====== Records supplied
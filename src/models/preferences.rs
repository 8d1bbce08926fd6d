use serde::{Deserialize, Serialize};
use std::collections::BTreeSet;

use super::ContentType;

/// How much time the user has for this session
///
/// Parsing is permissive: unknown values become `Unconstrained` rather than an
/// error, so new client options degrade to "no time preference".
#[derive(Debug, Clone, Copy, Serialize, Deserialize, PartialEq, Eq)]
#[serde(rename_all = "snake_case", from = "String")]
pub enum TimeBudget {
    #[serde(rename = "under_1h")]
    Under1h,
    OneToTwoH,
    TwoPlusH,
    /// Binge mode
    OpenEnded,
    Unconstrained,
}

impl From<&str> for TimeBudget {
    fn from(value: &str) -> Self {
        match value.trim().to_lowercase().as_str() {
            "under_1h" => TimeBudget::Under1h,
            "one_to_two_h" | "1_2h" => TimeBudget::OneToTwoH,
            "two_plus_h" | "2plus" => TimeBudget::TwoPlusH,
            "open_ended" | "open" => TimeBudget::OpenEnded,
            _ => TimeBudget::Unconstrained,
        }
    }
}

impl From<String> for TimeBudget {
    fn from(value: String) -> Self {
        TimeBudget::from(value.as_str())
    }
}

/// Requested content format
#[derive(Debug, Clone, Copy, Serialize, Deserialize, PartialEq, Eq)]
#[serde(rename_all = "lowercase", from = "String")]
pub enum FormatPreference {
    Movie,
    Show,
    Any,
}

impl FormatPreference {
    /// The content type this format strictly requires, if any
    pub fn required_type(&self) -> Option<ContentType> {
        match self {
            FormatPreference::Movie => Some(ContentType::Movie),
            FormatPreference::Show => Some(ContentType::Show),
            FormatPreference::Any => None,
        }
    }

    /// Whether an item of `content_type` is allowed by this format
    pub fn admits(&self, content_type: ContentType) -> bool {
        self.required_type().map_or(true, |t| t == content_type)
    }
}

impl From<&str> for FormatPreference {
    fn from(value: &str) -> Self {
        match value.trim().to_lowercase().as_str() {
            "movie" => FormatPreference::Movie,
            "show" => FormatPreference::Show,
            _ => FormatPreference::Any,
        }
    }
}

impl From<String> for FormatPreference {
    fn from(value: String) -> Self {
        FormatPreference::from(value.as_str())
    }
}

/// One user's session intent
#[derive(Debug, Clone, Serialize, Deserialize, PartialEq)]
pub struct Preferences {
    pub time_budget: TimeBudget,
    /// Mood tags, e.g. "light_funny"
    #[serde(default)]
    pub moods: BTreeSet<String>,
    /// Extra genre constraint, empty means unconstrained
    #[serde(default)]
    pub genres: BTreeSet<String>,
    pub format: FormatPreference,
    #[serde(default)]
    pub comfort_mode: bool,
    #[serde(default)]
    pub surprise: bool,
}

impl Default for Preferences {
    fn default() -> Self {
        Self::new(TimeBudget::OneToTwoH, FormatPreference::Any)
    }
}

impl Preferences {
    /// Creates preferences with no moods, genres or toggles
    pub fn new(time_budget: TimeBudget, format: FormatPreference) -> Self {
        Self {
            time_budget,
            moods: BTreeSet::new(),
            genres: BTreeSet::new(),
            format,
            comfort_mode: false,
            surprise: false,
        }
    }

    pub fn with_moods<I, S>(mut self, moods: I) -> Self
    where
        I: IntoIterator<Item = S>,
        S: Into<String>,
    {
        self.moods = moods.into_iter().map(Into::into).collect();
        self
    }

    pub fn with_genres<I, S>(mut self, genres: I) -> Self
    where
        I: IntoIterator<Item = S>,
        S: Into<String>,
    {
        self.genres = genres.into_iter().map(Into::into).collect();
        self
    }

    pub fn with_comfort_mode(mut self, comfort_mode: bool) -> Self {
        self.comfort_mode = comfort_mode;
        self
    }

    /// Toggles the surprise pick without touching the rest of the session
    pub fn with_surprise(mut self, surprise: bool) -> Self {
        self.surprise = surprise;
        self
    }

    pub fn is_binge(&self) -> bool {
        self.time_budget == TimeBudget::OpenEnded
    }
}

#[cfg(test)]
mod tests {
    use super::*;

    #[test]
    fn test_time_budget_accepts_short_forms() {
        assert_eq!(TimeBudget::from("1_2h"), TimeBudget::OneToTwoH);
        assert_eq!(TimeBudget::from("2plus"), TimeBudget::TwoPlusH);
        assert_eq!(TimeBudget::from("open"), TimeBudget::OpenEnded);
        assert_eq!(TimeBudget::from("under_1h"), TimeBudget::Under1h);
    }

    #[test]
    fn test_unknown_values_are_permissive() {
        assert_eq!(TimeBudget::from("whenever"), TimeBudget::Unconstrained);
        assert_eq!(FormatPreference::from("documentary"), FormatPreference::Any);
    }

    #[test]
    fn test_preferences_deserialize() {
        let prefs: Preferences = serde_json::from_str(
            r#"{"time_budget":"open_ended","moods":["intense"],"format":"show"}"#,
        )
        .unwrap();
        assert!(prefs.is_binge());
        assert_eq!(prefs.format, FormatPreference::Show);
        assert!(prefs.genres.is_empty());
        assert!(!prefs.comfort_mode);
    }

    #[test]
    fn test_time_budget_serialization() {
        let json = serde_json::to_string(&TimeBudget::OneToTwoH).unwrap();
        assert_eq!(json, "\"one_to_two_h\"");
        let json = serde_json::to_string(&TimeBudget::Under1h).unwrap();
        assert_eq!(json, "\"under_1h\"");
    }

    #[test]
    fn test_format_admits() {
        assert!(FormatPreference::Any.admits(ContentType::Show));
        assert!(FormatPreference::Movie.admits(ContentType::Movie));
        assert!(!FormatPreference::Movie.admits(ContentType::Show));
    }

    #[test]
    fn test_with_surprise_keeps_other_fields() {
        let prefs = Preferences::new(TimeBudget::TwoPlusH, FormatPreference::Movie)
            .with_moods(["emotional"])
            .with_surprise(true);
        assert!(prefs.surprise);
        assert!(prefs.moods.contains("emotional"));
        assert_eq!(prefs.time_budget, TimeBudget::TwoPlusH);
    }
}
============
* [Assignment]
Lines from the top of the entries above to the line that contains "self.required_type().map_or(true, |t| t" should be set down exactly, please, with both ends kept and nothing added.

* [Task response]
filename src/models/preferences.rs
repository 8d1bbce08926fd6d
use serde::{Deserialize, Serialize};
use std::collections::BTreeSet;

use super::ContentType;

/// How much time the user has for this session
///
/// Parsing is permissive: unknown values become `Unconstrained` rather than an
/// error, so new client options degrade to "no time preference".
#[derive(Debug, Clone, Copy, Serialize, Deserialize, PartialEq, Eq)]
#[serde(rename_all = "snake_case", from = "String")]
pub enum TimeBudget {
    #[serde(rename = "under_1h")]
    Under1h,
    OneToTwoH,
    TwoPlusH,
    /// Binge mode
    OpenEnded,
    Unconstrained,
}

impl From<&str> for TimeBudget {
    fn from(value: &str) -> Self {
        match value.trim().to_lowercase().as_str() {
            "under_1h" => TimeBudget::Under1h,
            "one_to_two_h" | "1_2h" => TimeBudget::OneToTwoH,
            "two_plus_h" | "2plus" => TimeBudget::TwoPlusH,
            "open_ended" | "open" => TimeBudget::OpenEnded,
            _ => TimeBudget::Unconstrained,
        }
    }
}

impl From<String> for TimeBudget {
    fn from(value: String) -> Self {
        TimeBudget::from(value.as_str())
    }
}

/// Requested content format
#[derive(Debug, Clone, Copy, Serialize, Deserialize, PartialEq, Eq)]
#[serde(rename_all = "lowercase", from = "String")]
pub enum FormatPreference {
    Movie,
    Show,
    Any,
}

impl FormatPreference {
    /// The content type this format strictly requires, if any
    pub fn required_type(&self) -> Option<ContentType> {
        match self {
            FormatPreference::Movie => Some(ContentType::Movie),
            FormatPreference::Show => Some(ContentType::Show),
            FormatPreference::Any => None,
        }
    }

    /// Whether an item of `content_type` is allowed by this format
    pub fn admits(&self, content_type: ContentType) -> bool {
        self.required_type().map_or(true, |t| t == content_type)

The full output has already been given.